I Once Believed: Re-Framing a Traditional Christian Past Part 2
Many of us who, either long ago or more recently, have found our way to SSUC have come from very different spiritual experiences. Some have come from other traditions entirely, some from a more evangelical upbringing, many from what you might call a liberal Untied Church tradition or similar, and some weren’t raised in the Christian tradition, but have come with ideas and notions from pop culture of what the Christian church is. For some, this might be a positive memory and experience; For others, a more negative or traumatizing past. Either way, it’s important to always be evaluating what we learned early on, what we’ve unlearned, what we now understand in light of where we are now on our journey…regardless of where that is.
For as much good as the writings of any text might inspire, promote social justice and positive change, dogmatic belief statements have more frequently been used or misused to exclude, to uphold evil, unjust, harmful and violent programs and empires. Many in our community have been harmed by the exclusion, the rigidness, the hatred, that’s born of that kind of dogma. And if not us directly, then we’ve witnessed it and needed to act as a result. Social issues, areas of justice, acceptance of people just as they are – decisions to shame or exclude: these are painful and lasting wounds.
We know that the more fruitful direction is in having conversations around what informs my behaviour? What am I giving my time and energy to in order that I make of my life a positive influence in the world? What standards do I use everyday to ponder my relationships, my financial decisions, my standing up for another? What motivates me to work for justice or peace in whatever small or big ways I’m able?
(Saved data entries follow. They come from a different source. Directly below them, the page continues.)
/// Error handling for the API server
///
/// This module provides a unified error type that maps to HTTP responses.
/// All handlers return `ApiResult<T>`, and every error body has the same
/// shape:
///
/// ```json
/// { "error": "forbidden", "message": "Access denied" }
/// ```
///
/// # Example
///
/// ```
/// use reviewdesk_api::error::{ApiError, ApiResult};
/// use axum::Json;
/// use serde_json::{json, Value};
///
/// async fn handler(found: bool) -> ApiResult<Json<Value>> {
///     if !found {
///         return Err(ApiError::NotFound("Member not found".to_string()));
///     }
///     Ok(Json(json!({ "ok": true })))
/// }
/// ```

use axum::{
    extract::rejection::{JsonRejection, PathRejection},
    http::StatusCode,
    response::{IntoResponse, Response},
    Json,
};
use reviewdesk_shared::{auth::error::AuthFailure, store::StoreError};
use serde::{Deserialize, Serialize};
use std::fmt;

/// API result type alias
pub type ApiResult<T> = Result<T, ApiError>;

/// Unified API error type
#[derive(Debug)]
pub enum ApiError {
    /// Bad request (400)
    BadRequest(String),

    /// Unauthorized (401)
    Unauthorized(String),

    /// Forbidden (403)
    Forbidden(String),

    /// Not found (404)
    NotFound(String),

    /// Unprocessable entity (422) - validation errors
    ValidationError(Vec<ValidationErrorDetail>),

    /// Internal server error (500)
    InternalError(String),

    /// Authorization failure raised by a check
    ///
    /// The failure travels with the response so the authorization wrapper
    /// can audit it.
    Auth(AuthFailure),
}

/// Validation error detail
#[derive(Debug, Clone, Serialize, Deserialize)]
pub struct ValidationErrorDetail {
    /// Field that failed validation
    pub field: String,

    /// Error message
    pub message: String,
}

/// Error response format
#[derive(Debug, Serialize, Deserialize)]
pub struct ErrorResponse {
    /// Error code (e.g., "bad_request", "unauthorized")
    pub error: String,

    /// Human-readable error message
    pub message: String,

    /// Optional validation errors
    #[serde(skip_serializing_if = "Option::is_none")]
    pub details: Option<Vec<ValidationErrorDetail>>,
}

impl fmt::Display for ApiError {
    fn fmt(&self, f: &mut fmt::Formatter<'_>) -> fmt::Result {
        match self {
            ApiError::BadRequest(msg) => write!(f, "Bad request: {}", msg),
            ApiError::Unauthorized(msg) => write!(f, "Unauthorized: {}", msg),
            ApiError::Forbidden(msg) => write!(f, "Forbidden: {}", msg),
            ApiError::NotFound(msg) => write!(f, "Not found: {}", msg),
            ApiError::ValidationError(errors) => {
                write!(f, "Validation failed: {} errors", errors.len())
            }
            ApiError::InternalError(msg) => write!(f, "Internal error: {}", msg),
            ApiError::Auth(failure) => write!(f, "Authorization failed: {}", failure),
        }
    }
}

impl std::error::Error for ApiError {}

impl IntoResponse for ApiError {
    fn into_response(self) -> Response {
        let (status, error_code, message, details) = match self {
            ApiError::BadRequest(msg) => (StatusCode::BAD_REQUEST, "bad_request", msg, None),
            ApiError::Unauthorized(msg) => (StatusCode::UNAUTHORIZED, "unauthorized", msg, None),
            ApiError::Forbidden(msg) => (StatusCode::FORBIDDEN, "forbidden", msg, None),
            ApiError::NotFound(msg) => (StatusCode::NOT_FOUND, "not_found", msg, None),
            ApiError::ValidationError(errors) => (
                StatusCode::UNPROCESSABLE_ENTITY,
                "validation_error",
                "Request validation failed".to_string(),
                Some(errors),
            ),
            ApiError::InternalError(msg) => {
                // Log internal errors but don't expose details to clients
                tracing::error!("Internal error: {}", msg);
                (
                    StatusCode::INTERNAL_SERVER_ERROR,
                    "internal_error",
                    "An internal error occurred".to_string(),
                    None,
                )
            }
            ApiError::Auth(failure) => {
                let mut response = ApiError::from_failure(&failure).into_response();
                response.extensions_mut().insert(failure);
                return response;
            }
        };

        let body = Json(ErrorResponse {
            error: error_code.to_string(),
            message,
            details,
        });

        (status, body).into_response()
    }
}

impl ApiError {
    /// Plain error for a failure
    ///
    /// The public message comes from the failure itself, so every 403
    /// carries the same body.
    fn from_failure(failure: &AuthFailure) -> Self {
        let message = failure.public_message();
        match failure {
            AuthFailure::Unauthenticated(_) => ApiError::Unauthorized(message),
            AuthFailure::TenantUnresolved
            | AuthFailure::MembershipDenied { .. }
            | AuthFailure::InsufficientRole { .. } => ApiError::Forbidden(message),
            AuthFailure::MalformedPrivilegedRequest(_) => ApiError::BadRequest(message),
            AuthFailure::Internal(detail) => ApiError::InternalError(detail.clone()),
        }
    }
}

/// Convert authorization failures to API errors
impl From<AuthFailure> for ApiError {
    fn from(failure: AuthFailure) -> Self {
        ApiError::Auth(failure)
    }
}

/// Convert JSON body rejections to API errors
impl From<JsonRejection> for ApiError {
    fn from(rejection: JsonRejection) -> Self {
        ApiError::BadRequest(rejection.body_text())
    }
}

/// Convert path parameter rejections to API errors
impl From<PathRejection> for ApiError {
    fn from(rejection: PathRejection) -> Self {
        ApiError::BadRequest(rejection.body_text())
    }
}

/// Convert store errors to API errors
impl From<StoreError> for ApiError {
    fn from(err: StoreError) -> Self {
        ApiError::InternalError(format!("Store error: {}", err))
    }
}

/// Convert request validation errors to API errors
impl From<validator::ValidationErrors> for ApiError {
    fn from(errors: validator::ValidationErrors) -> Self {
        let details = errors
            .field_errors()
            .into_iter()
            .flat_map(|(field, errs)| {
                errs.iter().map(move |e| ValidationErrorDetail {
                    field: field.to_string(),
                    message: e
                        .message
                        .as_ref()
                        .map(|m| m.to_string())
                        .unwrap_or_else(|| e.code.to_string()),
                })
            })
            .collect();

        ApiError::ValidationError(details)
    }
}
None of us can ever inherit some belief, some idea, some set of values that we “ought to believe”. It just doesn’t work. We can’t inherit it from the previous generation, but neither, and maybe even more importantly, can we inherit it from our past selves. We can’t presume that something true will always be true. There are things that are true for us as children, as teens, as young adults that we then outgrow. There are coping mechanisms that are helpful when there are no other answers, but when others are found, these first ones are no longer needed.